The investigation of Mesd and dkk1 binding sites on LRP6 domains: a new approach to anti-cancer protein design

Signaling pathways are the most overriding part of cellular communications and life development is coupled to increment of these pathways. The significance of their role in embryonic events and adult tissues homeostasis is exhaustively obvious and in human diseases, particularly cancers, some of these pathways are aberrantly active.Interestingly, in triple negative breast cancer (TNBC), a highly aggressive subtype of breast carcinoma, Wnt/β catenin signaling is aberrantly activated because of overexpression of crucial co-receptor of the pathway LRP6 . The pathway is conserved and highly regulated with lots of mechanisms. DKK1, sFrp and Wif1 are the most structurally known inhibitor of the path. On the other hand, Mesd, an essential chaperon for proper folding of BP domains of LRP6, is a universal inhibitor and shows anti-cancer effect. Mesd and DKK1 bind to lrp6 and inhibit the pathway. But the mechanism of their inhibition is not fully understood.

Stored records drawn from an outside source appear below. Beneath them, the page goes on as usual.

//! List Presenter
//!
//! Pure rendering of the cached products as rows, plus the edit/delete
//! dispatch for a row. Deletion reports the actual outcome: the notice is
//! a success only once the server has confirmed the removal.

use catalog_core::{Product, ProductId};

use crate::cache::ProductCache;
use crate::notify::{Notice, NoticeKind, Notifier};

/// Presenter for the product list
pub struct ListPresenter {
    notifier: Notifier,
}

impl ListPresenter {
    /// Create a presenter with no pending notice
    pub fn new() -> Self {
        Self {
            notifier: Notifier::new(),
        }
    }

    /// Render the products as an aligned text table
    pub fn render(&self, products: &[Product]) -> String {
        if products.is_empty() {
            return "No products yet.".to_string();
        }

        let mut out = String::new();
        out.push_str(&format!(
            "{:>6}  {:<20}  {:<32}  {:>10}  {:>8}\n",
            "id", "name", "description", "price", "quantity"
        ));
        for product in products {
            out.push_str(&format!(
                "{:>6}  {:<20}  {:<32}  {:>10.2}  {:>8}\n",
                product.id, product.name, product.description, product.price, product.quantity
            ));
        }
        out
    }

    /// Resolve a row for editing
    pub fn edit_target<'a>(&self, products: &'a [Product], id: ProductId) -> Option<&'a Product> {
        products.iter().find(|product| product.id == id)
    }

    /// Delete a row through the cache and report the outcome
    ///
    /// Returns whether the delete was confirmed by the server.
    pub async fn delete(&mut self, cache: &mut ProductCache, id: ProductId) -> bool {
        match cache.remove(id).await {
            Ok(()) => {
                self.notifier
                    .show(NoticeKind::Success, "Product deleted successfully!");
                true
            }
            Err(err) => {
                self.notifier.show(NoticeKind::Error, err.to_string());
                false
            }
        }
    }

    /// The list's current transient notice, if any
    pub fn notice(&self) -> Option<Notice> {
        self.notifier.current()
    }
}

impl Default for ListPresenter {
    fn default() -> Self {
        Self::new()
    }
}
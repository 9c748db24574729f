use std::collections::HashMap;
use std::sync::Arc;
use tokio::sync::RwLock;
use tracing::debug;

use async_trait::async_trait;
use catalog_core::{CoreError, Product, ProductId, ProductInput, ProductRepository};

struct Inner {
    rows: HashMap<i64, Product>,
    // Monotonic; deleted ids are never handed out again.
    next_id: i64,
}

/// In-memory implementation of the ProductRepository
pub struct InMemoryProductRepository {
    inner: Arc<RwLock<Inner>>,
}

impl InMemoryProductRepository {
    /// Create a new, empty in-memory product repository
    pub fn new() -> Self {
        Self {
            inner: Arc::new(RwLock::new(Inner {
                rows: HashMap::new(),
                next_id: 1,
            })),
        }
    }
}

impl Default for InMemoryProductRepository {
    fn default() -> Self {
        Self::new()
    }
}

#[async_trait]
impl ProductRepository for InMemoryProductRepository {
    async fn find_all(&self) -> Result<Vec<Product>, CoreError> {
        let inner = self.inner.read().await;
        let mut products: Vec<Product> = inner.rows.values().cloned().collect();
        products.sort_by_key(|product| product.id);
        Ok(products)
    }

    async fn find_by_id(&self, id: &ProductId) -> Result<Option<Product>, CoreError> {
        let inner = self.inner.read().await;
        Ok(inner.rows.get(&id.0).cloned())
    }

    async fn insert(&self, input: &ProductInput) -> Result<Product, CoreError> {
        let mut inner = self.inner.write().await;
        let id = ProductId(inner.next_id);
        inner.next_id += 1;

        let product = Product::from_input(id, input);
        inner.rows.insert(id.0, product.clone());
        debug!(%id, "Inserted product");
        Ok(product)
    }

    async fn update(
        &self,
        id: &ProductId,
        input: &ProductInput,
    ) -> Result<Option<Product>, CoreError> {
        let mut inner = self.inner.write().await;
        if !inner.rows.contains_key(&id.0) {
            return Ok(None);
        }

        let product = Product::from_input(*id, input);
        inner.rows.insert(id.0, product.clone());
        debug!(%id, "Updated product");
        Ok(Some(product))
    }

    async fn delete(&self, id: &ProductId) -> Result<bool, CoreError> {
        let mut inner = self.inner.write().await;
        let removed = inner.rows.remove(&id.0).is_some();
        if removed {
            debug!(%id, "Deleted product");
        }
        Ok(removed)
    }
}
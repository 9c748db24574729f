use anyhow::Result;
use std::io::Write;
use tokio::io::{AsyncBufReadExt, BufReader, Lines, Stdin};

use catalog_client::{ApiClient, FormController, ListPresenter, ProductCache};
use catalog_core::ProductId;

type InputLines = Lines<BufReader<Stdin>>;

#[tokio::main]
async fn main() -> Result<()> {
    init_logging();

    let client = ApiClient::from_env();
    let mut cache = ProductCache::new(client);
    let mut form = FormController::new();
    let mut list = ListPresenter::new();

    cache.reload().await;

    println!("Product catalog");
    println!("Commands: list, add, edit <id>, delete <id>, reload, quit");

    let mut lines = BufReader::new(tokio::io::stdin()).lines();
    prompt("> ");
    while let Some(line) = lines.next_line().await? {
        let mut parts = line.split_whitespace();
        match (parts.next(), parts.next()) {
            (Some("list"), _) => {
                print!("{}", list.render(cache.products()));
            }
            (Some("reload"), _) => {
                cache.reload().await;
                print!("{}", list.render(cache.products()));
            }
            (Some("add"), _) => {
                fill_draft(&mut lines, &mut form).await?;
                form.submit(&mut cache).await;
                print_notice(form.notice());
            }
            (Some("edit"), Some(id)) => match parse_id(id) {
                Some(id) => match list.edit_target(cache.products(), id) {
                    Some(product) => {
                        let product = product.clone();
                        form.begin_edit(&product);
                        fill_draft(&mut lines, &mut form).await?;
                        form.submit(&mut cache).await;
                        print_notice(form.notice());
                    }
                    None => println!("No product with id {}", id),
                },
                None => println!("Usage: edit <id>"),
            },
            (Some("delete"), Some(id)) => match parse_id(id) {
                Some(id) => {
                    list.delete(&mut cache, id).await;
                    print_notice(list.notice());
                }
                None => println!("Usage: delete <id>"),
            },
            (Some("quit"), _) | (Some("exit"), _) => break,
            (None, _) => {}
            _ => println!("Commands: list, add, edit <id>, delete <id>, reload, quit"),
        }
        prompt("> ");
    }

    Ok(())
}

fn init_logging() {
    use tracing_subscriber::{fmt, EnvFilter};

    let filter = EnvFilter::try_from_default_env().unwrap_or_else(|_| EnvFilter::new("warn"));
    fmt().with_env_filter(filter).with_target(false).init();
}

fn prompt(text: &str) {
    print!("{}", text);
    let _ = std::io::stdout().flush();
}

fn parse_id(raw: &str) -> Option<ProductId> {
    raw.parse::<i64>().ok().map(ProductId)
}

fn print_notice(notice: Option<catalog_client::Notice>) {
    if let Some(notice) = notice {
        println!("{}", notice.text);
    }
}

/// Prompt for each field in turn; blank input leaves the field as it is
/// (absent on create, the current value on edit)
async fn fill_draft(lines: &mut InputLines, form: &mut FormController) -> Result<()> {
    if let Some(name) = read_field(lines, "name").await? {
        form.draft_mut().name = Some(name);
    }
    if let Some(description) = read_field(lines, "description").await? {
        form.draft_mut().description = Some(description);
    }
    if let Some(price) = read_field(lines, "price").await? {
        match price.parse::<f64>() {
            Ok(price) => form.draft_mut().price = Some(price),
            Err(_) => println!("Not a number, keeping previous value"),
        }
    }
    if let Some(quantity) = read_field(lines, "quantity").await? {
        match quantity.parse::<i64>() {
            Ok(quantity) => form.draft_mut().quantity = Some(quantity),
            Err(_) => println!("Not a number, keeping previous value"),
        }
    }
    Ok(())
}

async fn read_field(lines: &mut InputLines, label: &str) -> Result<Option<String>> {
    prompt(&format!("{}: ", label));
    let line = lines.next_line().await?.unwrap_or_default();
    let line = line.trim();
    if line.is_empty() {
        Ok(None)
    } else {
        Ok(Some(line.to_string()))
    }
}
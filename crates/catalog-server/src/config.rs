//! Configuration for the Catalog Server
//!
//! This module contains the configuration types and loading functionality.

use serde::{Deserialize, Serialize};
use std::env;
use tracing::{info, warn};

use crate::error::{ServerError, ServerResult};

/// Server configuration
#[derive(Debug, Clone, Serialize, Deserialize)]
pub struct ServerConfig {
    /// Port to listen on
    #[serde(default = "default_port")]
    pub port: u16,

    /// Host to bind to
    #[serde(default = "default_host")]
    pub bind_address: String,

    /// URL of the product store
    ///
    /// `memory://` selects the in-memory store; `postgres://` and
    /// `postgresql://` select the PostgreSQL store.
    #[serde(default = "default_database_url")]
    pub database_url: String,

    /// Log level
    #[serde(default = "default_log_level")]
    pub log_level: String,
}

fn default_port() -> u16 {
    5001
}

fn default_host() -> String {
    "0.0.0.0".to_string()
}

fn default_database_url() -> String {
    "memory://local".to_string()
}

fn default_log_level() -> String {
    "info".to_string()
}

impl ServerConfig {
    /// Load configuration from environment variables
    pub fn load() -> ServerResult<Self> {
        // Start with defaults
        let mut config = Self::default();

        // Override from environment variables
        if let Ok(port) = env::var("SERVER_PORT") {
            if let Ok(port) = port.parse::<u16>() {
                config.port = port;
            } else {
                warn!("Invalid SERVER_PORT value: {}", port);
            }
        }

        if let Ok(host) = env::var("SERVER_HOST") {
            config.bind_address = host;
        }

        if let Ok(database_url) = env::var("DATABASE_URL") {
            config.database_url = database_url;
        }

        if let Ok(log_level) = env::var("LOG_LEVEL") {
            config.log_level = log_level;
        }

        // Validate required fields
        if config.database_url.is_empty() {
            return Err(ServerError::ConfigurationError(
                "Database URL is required".to_string(),
            ));
        }

        if config.database_url.starts_with("memory://") {
            warn!("Using in-memory product store - data will not survive a restart");
        }

        info!("Loaded server configuration");
        Ok(config)
    }
}

impl Default for ServerConfig {
    fn default() -> Self {
        Self {
            port: default_port(),
            bind_address: default_host(),
            database_url: default_database_url(),
            log_level: default_log_level(),
        }
    }
}
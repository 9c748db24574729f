use catalog_core::CoreError;
use sqlx::{postgres::PgPoolOptions, PgPool};
use std::time::Duration;

/// Database connection manager for Postgres
#[derive(Clone)]
pub struct PostgresConnection {
    pub(crate) pool: PgPool,
}

impl PostgresConnection {
    /// Create a new PostgreSQL connection pool
    pub async fn new(
        connection_string: &str,
        max_connections: u32,
        acquire_timeout: Duration,
    ) -> Result<Self, CoreError> {
        let pool = PgPoolOptions::new()
            .max_connections(max_connections)
            .acquire_timeout(acquire_timeout)
            .connect(connection_string)
            .await
            .map_err(|e| {
                CoreError::StateStoreError(format!("Failed to connect to database: {}", e))
            })?;

        Ok(Self { pool })
    }

    /// Get a reference to the database pool
    pub fn pool(&self) -> &PgPool {
        &self.pool
    }
}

Here, we used a series blind and site-directed docking to create some of Mesd and DKK1 complexes with LRP6 to get a clearer picture about their interaction mode and binding sites on LRP6. The results show that some binding regions on LRP6 are overlapping and common for Mesd and DKK1. This finding is matched to some experimental assays. Interestingly affinity of Mesd to domain 12 of LRP6 is more than domain 34 and this is vice versa for DKK1. These results proposed new insight to design of novel anti-cancer proteinsor peptides based on Mesd and DKK1.